Jueves, 8 de diciembre de 2016

| 2006/09/14 00:00

Adiós a un gran creador

Adiós a un gran creador

Quien no conoció al cineasta Jaime Osorio Gómez, nacido en Viterbo, Caldas, en 1947, sentirá profundamente la muerte del director de dos insólitas películas colombianas, la estupenda Confesión a Laura y la desigual Sin Amparo, en las que se investiga la vida en pareja, sin concesiones aparte de la compasión, como una en la que la identidad se desgasta poco a poco. Lo sentirá aún más si se le dan más pruebas de lo importante que fue aquel hombre amable para el cine hecho en Colombia, si se le recuerda que Jaime Osorio fue asistente de dirección de Milagro en Roma, si se le hacer caer en cuenta de que Osorio estuvo detrás, como coproductor, como mentor, mejor, del éxito de largometrajes de la altura de La virgen de los sicarios, María llena eras de gracia y La sombra del caminante.
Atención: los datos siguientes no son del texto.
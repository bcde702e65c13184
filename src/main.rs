use anyhow::{bail, Context, Result};
use tracing_subscriber::EnvFilter;

use stint_planner::config::{resolve_config_path, StrategyConfig};
use stint_planner::data::load_session_csv;
use stint_planner::laps::{
    collect_practice_laps, fallback_race_sample, is_practice_session, summarize_session, LapRecord,
    DEFAULT_RACE_SAMPLE_LAPS,
};
use stint_planner::live::{live_pit_recommendation, RaceState};
use stint_planner::model::{evaluate_model, fit_degradation_model, ModelSet};
use stint_planner::persist::{load_model_record, save_model_record, ModelRecord};
use stint_planner::stints::{build_stints, fia_compliance_check, mean_stint_lengths};
use stint_planner::strategy::enumerate_plans;

fn main() -> Result<()> {
    tracing_subscriber::fmt()
        .with_env_filter(
            EnvFilter::try_from_default_env().unwrap_or_else(|_| EnvFilter::new("info")),
        )
        .init();

    let config_path = resolve_config_path(std::env::args().nth(1));
    let config = StrategyConfig::load(&config_path)
        .with_context(|| format!("loading config {}", config_path.display()))?;
    println!("Strategy for {} at {} ({} laps)", config.driver, config.track, config.race_laps);

    // practice sessions, skipping the ones we can't read
    let mut sessions = Vec::new();
    for source in &config.practice_sessions {
        if !is_practice_session(&source.session) {
            tracing::warn!(session = %source.session, "session name does not look like practice");
        }
        match load_session_csv(&source.path) {
            Ok(samples) => sessions.push((source.session.clone(), summarize_session(&samples))),
            Err(e) => tracing::warn!(
                path = %source.path.display(),
                error = %e,
                "skipping unreadable practice file"
            ),
        }
    }
    let mut practice = collect_practice_laps(sessions);

    let race_samples = match &config.race_session {
        Some(path) => load_session_csv(path)
            .with_context(|| format!("loading race session {}", path.display()))?,
        None => Vec::new(),
    };
    let race_laps = summarize_session(&race_samples);

    if practice.is_empty() {
        practice = fallback_race_sample(&race_laps, DEFAULT_RACE_SAMPLE_LAPS);
        if !practice.is_empty() {
            tracing::warn!(
                laps = practice.len(),
                "no practice data, fitting on the opening race laps"
            );
        }
    }

    let models = obtain_models(&config, &practice)?;
    if models.is_empty() {
        bail!("not enough data to fit any compound");
    }
    report_models(&models, &practice);

    // pre-race plans
    let compounds: Vec<String> = models.keys().cloned().collect();
    let plans = enumerate_plans(config.race_laps, &compounds, &models, &practice, &config.planner);
    println!("\nTop strategies:");
    if plans.is_empty() {
        println!("  no strategy satisfies the constraints");
    }
    for (rank, plan) in plans.iter().enumerate() {
        println!(
            "  {}. {} | {} stop(s) | {:.1}s",
            rank + 1,
            plan.label(),
            plan.stops,
            plan.total_time
        );
    }

    if !race_laps.is_empty() {
        report_race(&config, &race_laps, &models);
    }
    if let Some(state) = RaceState::from_samples(&race_samples) {
        println!(
            "\nLive: lap {} on {} (age {})",
            state.current_lap, state.compound, state.tire_age
        );
        match live_pit_recommendation(&state, &models, &config.live_options()) {
            Some(rec) => println!(
                "  box on lap {} (in {}) for {}, projected {:.1}s to the flag",
                rec.pit_on_lap, rec.continue_laps, rec.new_compound, rec.projected_total_remaining
            ),
            None => println!("  no pit recommendation"),
        }
    }

    Ok(())
}

// a saved record wins over fitting; a fresh fit is written back when a path is configured
fn obtain_models(config: &StrategyConfig, practice: &[LapRecord]) -> Result<ModelSet> {
    if let Some(path) = &config.model_path {
        if path.exists() {
            let record = load_model_record(path)
                .with_context(|| format!("loading models {}", path.display()))?;
            tracing::info!(
                path = %path.display(),
                fuel_used = record.metadata.fuel_used,
                "using saved models"
            );
            return Ok(record.models);
        }
    }

    let models = fit_degradation_model(practice);
    if let Some(path) = &config.model_path {
        if !models.is_empty() {
            let record = ModelRecord::new(&config.track, &config.driver, models.clone(), practice);
            save_model_record(&record, path)
                .with_context(|| format!("saving models {}", path.display()))?;
        }
    }
    Ok(models)
}

fn report_models(models: &ModelSet, practice: &[LapRecord]) {
    println!("\nDegradation models:");
    for (compound, model) in models {
        let fuel =
            model.fuel_slope().map(|f| format!(", fuel {:+.4}s/unit", f)).unwrap_or_default();
        println!(
            "  {}: {:.3}s + {:+.3}s/lap{}",
            compound,
            model.intercept(),
            model.age_slope(),
            fuel
        );
        if let Some(quality) = evaluate_model(model, practice, compound) {
            println!(
                "    r2 {:.3}, mae {:.3}s over {} laps",
                quality.r2, quality.mae, quality.samples
            );
            if !quality.is_acceptable() {
                tracing::warn!(
                    compound = %compound,
                    r2 = quality.r2,
                    mae = quality.mae,
                    "poor model fit"
                );
            }
        }
    }
}

fn report_race(config: &StrategyConfig, race_laps: &[LapRecord], models: &ModelSet) {
    let stints = build_stints(race_laps);
    println!("\nRace stints:");
    for s in &stints {
        let pace = s.avg_lap_time.map(|t| format!("{:.3}s", t)).unwrap_or_else(|| "n/a".into());
        println!(
            "  #{} {} laps {}-{} ({} laps, avg {})",
            s.stint_number, s.compound, s.start_lap, s.end_lap, s.total_laps, pace
        );
    }
    for (compound, avg) in mean_stint_lengths(&stints) {
        let note = if models.contains_key(&compound) { "" } else { " (no model)" };
        println!("  avg {} stint: {:.1} laps{}", compound, avg, note);
    }

    let weather: Vec<&str> = race_laps.iter().filter_map(|l| l.weather.as_deref()).collect();
    let report = fia_compliance_check(&stints, &weather);
    println!(
        "Compliance: two compounds {}, stint length {}, pit stop {}",
        report.used_two_compounds, report.max_stint_ok, report.pit_stop_required
    );
    for note in &report.notes {
        println!("  - {}", note);
    }
    tracing::debug!(track = %config.track, stints = stints.len(), "race report done");
}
Fue un director al que jamás le dio vergüenza volver a ser dirigido, un maestro que jamás vio por encima a sus discípulos, un cinéfilo que siempre entró de buen ánimo a los teatros. Fue, en resumen, un hombre generoso. Y que lo haya sido en el mundo del cine, que haya sido un cineasta brillante capaz de hacer las películas que le pasaron en la vida, es un agregado que hace increíble su paso por el mundo.